• [What is required]:
The listing below should be written out exactly; please include all of it.

• [Source records]:
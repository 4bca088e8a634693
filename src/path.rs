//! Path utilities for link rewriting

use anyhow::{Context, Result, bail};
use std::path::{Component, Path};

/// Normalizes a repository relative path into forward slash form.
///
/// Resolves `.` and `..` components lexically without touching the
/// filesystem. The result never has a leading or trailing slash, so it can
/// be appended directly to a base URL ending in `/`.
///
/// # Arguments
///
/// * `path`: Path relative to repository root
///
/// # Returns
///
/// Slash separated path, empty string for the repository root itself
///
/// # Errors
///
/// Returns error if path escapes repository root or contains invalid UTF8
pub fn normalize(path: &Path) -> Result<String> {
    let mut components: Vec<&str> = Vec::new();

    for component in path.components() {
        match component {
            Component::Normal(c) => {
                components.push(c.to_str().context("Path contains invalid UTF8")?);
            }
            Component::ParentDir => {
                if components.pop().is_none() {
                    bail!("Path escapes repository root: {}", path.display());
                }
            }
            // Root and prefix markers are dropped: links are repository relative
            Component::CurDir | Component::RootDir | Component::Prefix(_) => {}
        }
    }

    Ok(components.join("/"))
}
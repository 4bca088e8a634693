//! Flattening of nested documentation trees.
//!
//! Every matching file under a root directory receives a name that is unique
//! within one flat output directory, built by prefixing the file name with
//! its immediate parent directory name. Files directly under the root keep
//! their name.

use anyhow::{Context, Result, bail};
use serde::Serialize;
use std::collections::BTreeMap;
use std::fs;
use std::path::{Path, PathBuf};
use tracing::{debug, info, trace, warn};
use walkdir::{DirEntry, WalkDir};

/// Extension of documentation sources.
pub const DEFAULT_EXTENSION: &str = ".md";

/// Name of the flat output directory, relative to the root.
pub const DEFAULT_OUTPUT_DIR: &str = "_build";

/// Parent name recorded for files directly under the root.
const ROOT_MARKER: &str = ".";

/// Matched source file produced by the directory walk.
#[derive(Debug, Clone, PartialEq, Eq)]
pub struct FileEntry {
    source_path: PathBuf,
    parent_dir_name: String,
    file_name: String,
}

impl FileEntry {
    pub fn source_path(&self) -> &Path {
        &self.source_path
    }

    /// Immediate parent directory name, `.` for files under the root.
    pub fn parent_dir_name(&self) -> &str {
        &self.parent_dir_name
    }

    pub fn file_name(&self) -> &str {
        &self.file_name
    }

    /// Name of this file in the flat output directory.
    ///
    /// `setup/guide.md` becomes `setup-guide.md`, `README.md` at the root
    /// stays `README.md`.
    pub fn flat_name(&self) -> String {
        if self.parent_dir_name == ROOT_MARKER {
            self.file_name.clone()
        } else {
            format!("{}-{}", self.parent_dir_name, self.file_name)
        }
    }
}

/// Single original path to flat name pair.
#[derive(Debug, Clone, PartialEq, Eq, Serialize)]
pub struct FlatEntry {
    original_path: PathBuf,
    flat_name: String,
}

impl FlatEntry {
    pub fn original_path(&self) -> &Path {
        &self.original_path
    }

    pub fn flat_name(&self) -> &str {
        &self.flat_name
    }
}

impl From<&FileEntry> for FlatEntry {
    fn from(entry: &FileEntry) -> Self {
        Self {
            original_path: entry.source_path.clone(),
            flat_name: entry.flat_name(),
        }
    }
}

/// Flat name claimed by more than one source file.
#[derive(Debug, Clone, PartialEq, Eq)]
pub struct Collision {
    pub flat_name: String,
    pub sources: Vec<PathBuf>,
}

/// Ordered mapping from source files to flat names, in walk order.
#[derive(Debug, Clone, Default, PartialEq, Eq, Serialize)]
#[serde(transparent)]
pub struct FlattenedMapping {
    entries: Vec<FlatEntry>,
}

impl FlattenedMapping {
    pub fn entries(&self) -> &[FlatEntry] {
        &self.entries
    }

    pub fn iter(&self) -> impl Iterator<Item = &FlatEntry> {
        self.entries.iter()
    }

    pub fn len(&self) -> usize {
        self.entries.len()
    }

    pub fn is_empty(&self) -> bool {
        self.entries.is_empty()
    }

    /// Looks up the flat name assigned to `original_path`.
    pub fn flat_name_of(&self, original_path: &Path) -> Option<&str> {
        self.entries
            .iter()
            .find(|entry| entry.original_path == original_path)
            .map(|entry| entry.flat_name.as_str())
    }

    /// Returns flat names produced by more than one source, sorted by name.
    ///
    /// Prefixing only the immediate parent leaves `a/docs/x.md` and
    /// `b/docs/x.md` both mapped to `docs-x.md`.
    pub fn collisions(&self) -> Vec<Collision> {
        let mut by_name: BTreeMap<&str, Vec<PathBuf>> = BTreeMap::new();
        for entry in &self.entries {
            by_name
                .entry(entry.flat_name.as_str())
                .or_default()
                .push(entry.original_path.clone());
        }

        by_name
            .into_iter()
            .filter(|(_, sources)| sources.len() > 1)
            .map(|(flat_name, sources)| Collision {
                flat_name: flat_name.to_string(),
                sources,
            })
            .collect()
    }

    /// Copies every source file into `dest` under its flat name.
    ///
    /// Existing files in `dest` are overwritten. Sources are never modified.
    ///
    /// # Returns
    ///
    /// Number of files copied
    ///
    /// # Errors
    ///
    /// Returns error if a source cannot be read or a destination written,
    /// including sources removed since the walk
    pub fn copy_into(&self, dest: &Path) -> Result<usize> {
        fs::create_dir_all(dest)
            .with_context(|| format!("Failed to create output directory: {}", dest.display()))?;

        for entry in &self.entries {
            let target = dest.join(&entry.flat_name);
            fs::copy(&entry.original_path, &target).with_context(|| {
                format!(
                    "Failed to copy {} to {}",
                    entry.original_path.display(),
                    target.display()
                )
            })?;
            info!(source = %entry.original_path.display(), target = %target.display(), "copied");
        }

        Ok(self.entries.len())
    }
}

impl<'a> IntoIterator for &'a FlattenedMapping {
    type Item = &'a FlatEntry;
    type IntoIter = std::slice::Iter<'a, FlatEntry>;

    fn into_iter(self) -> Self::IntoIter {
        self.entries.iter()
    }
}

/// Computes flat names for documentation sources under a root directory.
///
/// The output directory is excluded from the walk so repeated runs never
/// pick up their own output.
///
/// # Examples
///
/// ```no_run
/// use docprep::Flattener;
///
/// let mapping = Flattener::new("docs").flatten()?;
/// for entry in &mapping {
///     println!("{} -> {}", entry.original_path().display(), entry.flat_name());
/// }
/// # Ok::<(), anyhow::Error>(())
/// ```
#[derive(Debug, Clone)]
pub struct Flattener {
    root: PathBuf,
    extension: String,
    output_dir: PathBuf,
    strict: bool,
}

• [Problem solution]:
repository 4bca088e8a634693
filename src/path.rs
//! Path utilities for link rewriting

use anyhow::{Context, Result, bail};
use std::path::{Component, Path};

/// Normalizes a repository relative path into forward slash form.
///
/// Resolves `.` and `..` components lexically without touching the
/// filesystem. The result never has a leading or trailing slash, so it can
/// be appended directly to a base URL ending in `/`.
///
/// # Arguments
///
/// * `path`: Path relative to repository root
///
/// # Returns
///
/// Slash separated path, empty string for the repository root itself
///
/// # Errors
///
/// Returns error if path escapes repository root or contains invalid UTF8
pub fn normalize(path: &Path) -> Result<String> {
    let mut components: Vec<&str> = Vec::new();

    for component in path.components() {
        match component {
            Component::Normal(c) => {
                components.push(c.to_str().context("Path contains invalid UTF8")?);
            }
            Component::ParentDir => {
                if components.pop().is_none() {
                    bail!("Path escapes repository root: {}", path.display());
                }
            }
            // Root and prefix markers are dropped: links are repository relative
            Component::CurDir | Component::RootDir | Component::Prefix(_) => {}
        }
    }

    Ok(components.join("/"))
}
repository 4bca088e8a634693
//! Flattening of nested documentation trees.
//!
//! Every matching file under a root directory receives a name that is unique
//! within one flat output directory, built by prefixing the file name with
//! its immediate parent directory name. Files directly under the root keep
//! their name.

use anyhow::{Context, Result, bail};
use serde::Serialize;
use std::collections::BTreeMap;
use std::fs;
use std::path::{Path, PathBuf};
use tracing::{debug, info, trace, warn};
use walkdir::{DirEntry, WalkDir};

/// Extension of documentation sources.
pub const DEFAULT_EXTENSION: &str = ".md";

/// Name of the flat output directory, relative to the root.
pub const DEFAULT_OUTPUT_DIR: &str = "_build";

/// Parent name recorded for files directly under the root.
const ROOT_MARKER: &str = ".";

/// Matched source file produced by the directory walk.
#[derive(Debug, Clone, PartialEq, Eq)]
pub struct FileEntry {
    source_path: PathBuf,
    parent_dir_name: String,
    file_name: String,
}

impl FileEntry {
    pub fn source_path(&self) -> &Path {
        &self.source_path
    }

    /// Immediate parent directory name, `.` for files under the root.
    pub fn parent_dir_name(&self) -> &str {
        &self.parent_dir_name
    }

    pub fn file_name(&self) -> &str {
        &self.file_name
    }

    /// Name of this file in the flat output directory.
    ///
    /// `setup/guide.md` becomes `setup-guide.md`, `README.md` at the root
    /// stays `README.md`.
    pub fn flat_name(&self) -> String {
        if self.parent_dir_name == ROOT_MARKER {
            self.file_name.clone()
        } else {
            format!("{}-{}", self.parent_dir_name, self.file_name)
        }
    }
}

/// Single original path to flat name pair.
#[derive(Debug, Clone, PartialEq, Eq, Serialize)]
pub struct FlatEntry {
    original_path: PathBuf,
    flat_name: String,
}

impl FlatEntry {
    pub fn original_path(&self) -> &Path {
        &self.original_path
    }

    pub fn flat_name(&self) -> &str {
        &self.flat_name
    }
}

impl From<&FileEntry> for FlatEntry {
    fn from(entry: &FileEntry) -> Self {
        Self {
            original_path: entry.source_path.clone(),
            flat_name: entry.flat_name(),
        }
    }
}

/// Flat name claimed by more than one source file.
#[derive(Debug, Clone, PartialEq, Eq)]
pub struct Collision {
    pub flat_name: String,
    pub sources: Vec<PathBuf>,
}

/// Ordered mapping from source files to flat names, in walk order.
#[derive(Debug, Clone, Default, PartialEq, Eq, Serialize)]
#[serde(transparent)]
pub struct FlattenedMapping {
    entries: Vec<FlatEntry>,
}

impl FlattenedMapping {
    pub fn entries(&self) -> &[FlatEntry] {
        &self.entries
    }

    pub fn iter(&self) -> impl Iterator<Item = &FlatEntry> {
        self.entries.iter()
    }

    pub fn len(&self) -> usize {
        self.entries.len()
    }

    pub fn is_empty(&self) -> bool {
        self.entries.is_empty()
    }

    /// Looks up the flat name assigned to `original_path`.
    pub fn flat_name_of(&self, original_path: &Path) -> Option<&str> {
        self.entries
            .iter()
            .find(|entry| entry.original_path == original_path)
            .map(|entry| entry.flat_name.as_str())
    }

    /// Returns flat names produced by more than one source, sorted by name.
    ///
    /// Prefixing only the immediate parent leaves `a/docs/x.md` and
    /// `b/docs/x.md` both mapped to `docs-x.md`.
    pub fn collisions(&self) -> Vec<Collision> {
        let mut by_name: BTreeMap<&str, Vec<PathBuf>> = BTreeMap::new();
        for entry in &self.entries {
            by_name
                .entry(entry.flat_name.as_str())
                .or_default()
                .push(entry.original_path.clone());
        }

        by_name
            .into_iter()
            .filter(|(_, sources)| sources.len() > 1)
            .map(|(flat_name, sources)| Collision {
                flat_name: flat_name.to_string(),
                sources,
            })
            .collect()
    }

    /// Copies every source file into `dest` under its flat name.
    ///
    /// Existing files in `dest` are overwritten. Sources are never modified.
    ///
    /// # Returns
    ///
    /// Number of files copied
    ///
    /// # Errors
    ///
    /// Returns error if a source cannot be read or a destination written,
    /// including sources removed since the walk
    pub fn copy_into(&self, dest: &Path) -> Result<usize> {
        fs::create_dir_all(dest)
            .with_context(|| format!("Failed to create output directory: {}", dest.display()))?;

        for entry in &self.entries {
            let target = dest.join(&entry.flat_name);
            fs::copy(&entry.original_path, &target).with_context(|| {
                format!(
                    "Failed to copy {} to {}",
                    entry.original_path.display(),
                    target.display()
                )
            })?;
            info!(source = %entry.original_path.display(), target = %target.display(), "copied");
        }

        Ok(self.entries.len())
    }
}

impl<'a> IntoIterator for &'a FlattenedMapping {
    type Item = &'a FlatEntry;
    type IntoIter = std::slice::Iter<'a, FlatEntry>;

    fn into_iter(self) -> Self::IntoIter {
        self.entries.iter()
    }
}

/// Computes flat names for documentation sources under a root directory.
///
/// The output directory is excluded from the walk so repeated runs never
/// pick up their own output.
///
/// # Examples
///
/// ```no_run
/// use docprep::Flattener;
///
/// let mapping = Flattener::new("docs").flatten()?;
/// for entry in &mapping {
///     println!("{} -> {}", entry.original_path().display(), entry.flat_name());
/// }
/// # Ok::<(), anyhow::Error>(())
/// ```
#[derive(Debug, Clone)]
pub struct Flattener {
    root: PathBuf,
    extension: String,
    output_dir: PathBuf,
    strict: bool,
}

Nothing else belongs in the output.